What you are asked to do
Of the lines below, report only those that contain "sources".

○ ○ ○

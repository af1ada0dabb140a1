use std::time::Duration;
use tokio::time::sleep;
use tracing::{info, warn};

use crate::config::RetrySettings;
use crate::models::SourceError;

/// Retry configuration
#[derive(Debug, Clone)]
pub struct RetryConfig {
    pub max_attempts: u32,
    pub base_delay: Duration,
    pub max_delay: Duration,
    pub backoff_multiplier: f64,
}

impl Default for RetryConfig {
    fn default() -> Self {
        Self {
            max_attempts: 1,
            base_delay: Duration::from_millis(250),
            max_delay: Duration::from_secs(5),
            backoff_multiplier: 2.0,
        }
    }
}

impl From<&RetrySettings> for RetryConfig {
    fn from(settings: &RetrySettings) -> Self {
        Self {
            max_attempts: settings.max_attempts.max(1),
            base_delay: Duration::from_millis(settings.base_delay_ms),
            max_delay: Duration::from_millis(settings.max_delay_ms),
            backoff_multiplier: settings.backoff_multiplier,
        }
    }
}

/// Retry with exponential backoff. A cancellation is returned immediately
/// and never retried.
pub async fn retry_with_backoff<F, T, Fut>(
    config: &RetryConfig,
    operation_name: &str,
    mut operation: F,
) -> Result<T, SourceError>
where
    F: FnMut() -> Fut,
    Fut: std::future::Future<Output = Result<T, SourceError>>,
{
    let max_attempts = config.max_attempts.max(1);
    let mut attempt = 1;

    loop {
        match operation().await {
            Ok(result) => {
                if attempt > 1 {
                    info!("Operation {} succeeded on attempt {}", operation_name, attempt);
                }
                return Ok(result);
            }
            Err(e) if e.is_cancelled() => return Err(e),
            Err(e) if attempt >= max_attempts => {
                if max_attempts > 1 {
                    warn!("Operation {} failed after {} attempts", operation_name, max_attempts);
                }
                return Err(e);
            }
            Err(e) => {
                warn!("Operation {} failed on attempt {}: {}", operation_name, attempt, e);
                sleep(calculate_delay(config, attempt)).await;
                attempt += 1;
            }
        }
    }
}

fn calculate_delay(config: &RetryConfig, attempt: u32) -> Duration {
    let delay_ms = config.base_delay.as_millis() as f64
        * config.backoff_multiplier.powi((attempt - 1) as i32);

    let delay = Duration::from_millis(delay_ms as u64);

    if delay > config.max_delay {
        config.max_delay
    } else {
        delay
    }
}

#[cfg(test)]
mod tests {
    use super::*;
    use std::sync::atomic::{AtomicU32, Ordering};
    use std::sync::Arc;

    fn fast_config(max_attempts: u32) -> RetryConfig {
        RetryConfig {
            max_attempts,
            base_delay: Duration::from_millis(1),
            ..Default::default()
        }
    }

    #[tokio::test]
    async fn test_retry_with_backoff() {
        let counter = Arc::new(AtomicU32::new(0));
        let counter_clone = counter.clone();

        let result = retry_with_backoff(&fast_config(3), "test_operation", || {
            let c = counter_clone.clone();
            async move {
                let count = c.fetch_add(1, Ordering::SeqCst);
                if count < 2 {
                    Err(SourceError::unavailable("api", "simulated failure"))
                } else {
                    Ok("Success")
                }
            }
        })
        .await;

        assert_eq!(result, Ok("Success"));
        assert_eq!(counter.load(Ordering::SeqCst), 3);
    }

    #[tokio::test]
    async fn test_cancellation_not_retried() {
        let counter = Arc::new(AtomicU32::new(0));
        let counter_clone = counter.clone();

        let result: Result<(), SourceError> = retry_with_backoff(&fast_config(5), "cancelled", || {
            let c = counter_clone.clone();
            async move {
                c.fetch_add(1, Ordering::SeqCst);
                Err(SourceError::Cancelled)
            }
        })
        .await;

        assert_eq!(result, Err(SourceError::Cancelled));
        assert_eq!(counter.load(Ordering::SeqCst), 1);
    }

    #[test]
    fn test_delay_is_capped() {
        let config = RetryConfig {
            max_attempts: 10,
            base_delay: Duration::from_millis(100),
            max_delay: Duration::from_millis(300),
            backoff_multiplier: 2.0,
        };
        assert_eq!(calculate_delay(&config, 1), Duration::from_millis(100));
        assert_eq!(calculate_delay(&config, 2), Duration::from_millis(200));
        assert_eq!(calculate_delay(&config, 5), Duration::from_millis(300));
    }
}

○ ○ ○

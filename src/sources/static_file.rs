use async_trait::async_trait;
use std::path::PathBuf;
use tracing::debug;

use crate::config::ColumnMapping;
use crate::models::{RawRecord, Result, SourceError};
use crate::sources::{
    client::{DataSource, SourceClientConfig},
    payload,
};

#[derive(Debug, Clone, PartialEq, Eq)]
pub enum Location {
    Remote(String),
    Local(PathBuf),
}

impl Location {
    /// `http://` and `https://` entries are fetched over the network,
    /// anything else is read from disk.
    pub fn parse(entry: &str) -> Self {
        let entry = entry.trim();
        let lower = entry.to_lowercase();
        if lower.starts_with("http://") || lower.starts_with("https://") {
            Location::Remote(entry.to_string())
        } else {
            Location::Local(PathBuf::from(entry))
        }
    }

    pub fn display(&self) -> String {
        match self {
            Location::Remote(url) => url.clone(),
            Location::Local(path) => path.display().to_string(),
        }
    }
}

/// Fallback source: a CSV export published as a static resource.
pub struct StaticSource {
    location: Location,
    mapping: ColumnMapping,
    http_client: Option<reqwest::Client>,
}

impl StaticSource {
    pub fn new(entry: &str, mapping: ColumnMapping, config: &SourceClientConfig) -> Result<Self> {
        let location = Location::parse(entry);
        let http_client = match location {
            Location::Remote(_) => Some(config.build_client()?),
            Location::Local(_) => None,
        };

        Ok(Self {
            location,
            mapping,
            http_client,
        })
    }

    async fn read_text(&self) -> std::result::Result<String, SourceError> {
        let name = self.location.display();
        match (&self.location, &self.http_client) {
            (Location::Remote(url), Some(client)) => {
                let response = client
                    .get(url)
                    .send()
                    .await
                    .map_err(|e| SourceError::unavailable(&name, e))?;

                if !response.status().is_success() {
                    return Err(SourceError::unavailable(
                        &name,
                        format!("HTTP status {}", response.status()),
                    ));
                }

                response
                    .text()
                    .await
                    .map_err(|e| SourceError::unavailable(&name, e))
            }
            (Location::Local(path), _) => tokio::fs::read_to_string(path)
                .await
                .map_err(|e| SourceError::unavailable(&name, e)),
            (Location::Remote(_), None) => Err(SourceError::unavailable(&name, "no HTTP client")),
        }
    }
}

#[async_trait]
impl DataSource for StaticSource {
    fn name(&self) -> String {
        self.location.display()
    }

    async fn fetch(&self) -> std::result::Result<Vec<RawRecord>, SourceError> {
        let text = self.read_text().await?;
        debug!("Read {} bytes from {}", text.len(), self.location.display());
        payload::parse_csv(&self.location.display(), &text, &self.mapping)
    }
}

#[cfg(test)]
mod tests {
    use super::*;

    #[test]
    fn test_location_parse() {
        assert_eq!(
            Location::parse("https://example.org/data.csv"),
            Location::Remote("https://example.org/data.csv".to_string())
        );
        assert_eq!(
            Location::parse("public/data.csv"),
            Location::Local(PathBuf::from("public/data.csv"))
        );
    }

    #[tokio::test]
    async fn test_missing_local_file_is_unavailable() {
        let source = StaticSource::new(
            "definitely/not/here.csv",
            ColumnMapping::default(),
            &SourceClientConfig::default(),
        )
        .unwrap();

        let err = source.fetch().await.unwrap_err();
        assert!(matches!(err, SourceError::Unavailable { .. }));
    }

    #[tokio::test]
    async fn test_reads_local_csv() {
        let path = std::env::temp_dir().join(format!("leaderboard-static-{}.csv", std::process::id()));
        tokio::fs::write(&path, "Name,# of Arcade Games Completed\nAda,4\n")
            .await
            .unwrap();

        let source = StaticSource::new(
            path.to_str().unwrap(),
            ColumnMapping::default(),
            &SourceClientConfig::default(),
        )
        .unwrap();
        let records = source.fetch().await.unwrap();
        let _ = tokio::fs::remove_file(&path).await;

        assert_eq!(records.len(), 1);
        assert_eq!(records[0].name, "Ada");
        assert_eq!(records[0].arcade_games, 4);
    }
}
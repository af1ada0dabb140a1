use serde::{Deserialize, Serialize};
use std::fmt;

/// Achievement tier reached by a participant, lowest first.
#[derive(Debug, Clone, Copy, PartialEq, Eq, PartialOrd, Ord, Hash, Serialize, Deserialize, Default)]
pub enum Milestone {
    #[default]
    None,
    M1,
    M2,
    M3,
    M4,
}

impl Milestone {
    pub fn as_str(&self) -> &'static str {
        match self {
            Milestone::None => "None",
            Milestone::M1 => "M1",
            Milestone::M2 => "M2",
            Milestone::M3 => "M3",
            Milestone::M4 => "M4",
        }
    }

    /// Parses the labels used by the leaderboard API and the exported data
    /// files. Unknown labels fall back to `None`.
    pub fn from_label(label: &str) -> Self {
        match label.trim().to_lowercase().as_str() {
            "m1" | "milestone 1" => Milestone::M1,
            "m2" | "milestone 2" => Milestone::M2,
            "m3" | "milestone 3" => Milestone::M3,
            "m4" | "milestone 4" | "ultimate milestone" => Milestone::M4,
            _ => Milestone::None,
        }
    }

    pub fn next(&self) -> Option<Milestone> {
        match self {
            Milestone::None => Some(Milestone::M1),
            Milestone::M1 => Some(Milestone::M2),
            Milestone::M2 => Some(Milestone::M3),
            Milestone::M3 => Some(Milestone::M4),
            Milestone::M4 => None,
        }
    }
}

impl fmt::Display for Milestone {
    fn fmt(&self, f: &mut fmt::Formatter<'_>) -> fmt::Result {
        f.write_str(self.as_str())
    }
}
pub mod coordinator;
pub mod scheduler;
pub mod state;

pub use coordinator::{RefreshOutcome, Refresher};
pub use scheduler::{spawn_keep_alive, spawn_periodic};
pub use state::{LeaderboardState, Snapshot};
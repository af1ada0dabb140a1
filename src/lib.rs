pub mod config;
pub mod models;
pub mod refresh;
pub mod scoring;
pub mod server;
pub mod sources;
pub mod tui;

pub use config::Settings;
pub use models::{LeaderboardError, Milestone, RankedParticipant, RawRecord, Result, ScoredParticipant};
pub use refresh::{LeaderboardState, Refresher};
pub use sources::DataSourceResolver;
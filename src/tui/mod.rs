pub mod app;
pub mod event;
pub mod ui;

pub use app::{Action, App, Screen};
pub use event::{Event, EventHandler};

○ ○ ○

Answer below
filename src/sources/static_file.rs
use crate::sources::{
pub mod sources;
pub use sources::DataSourceResolver;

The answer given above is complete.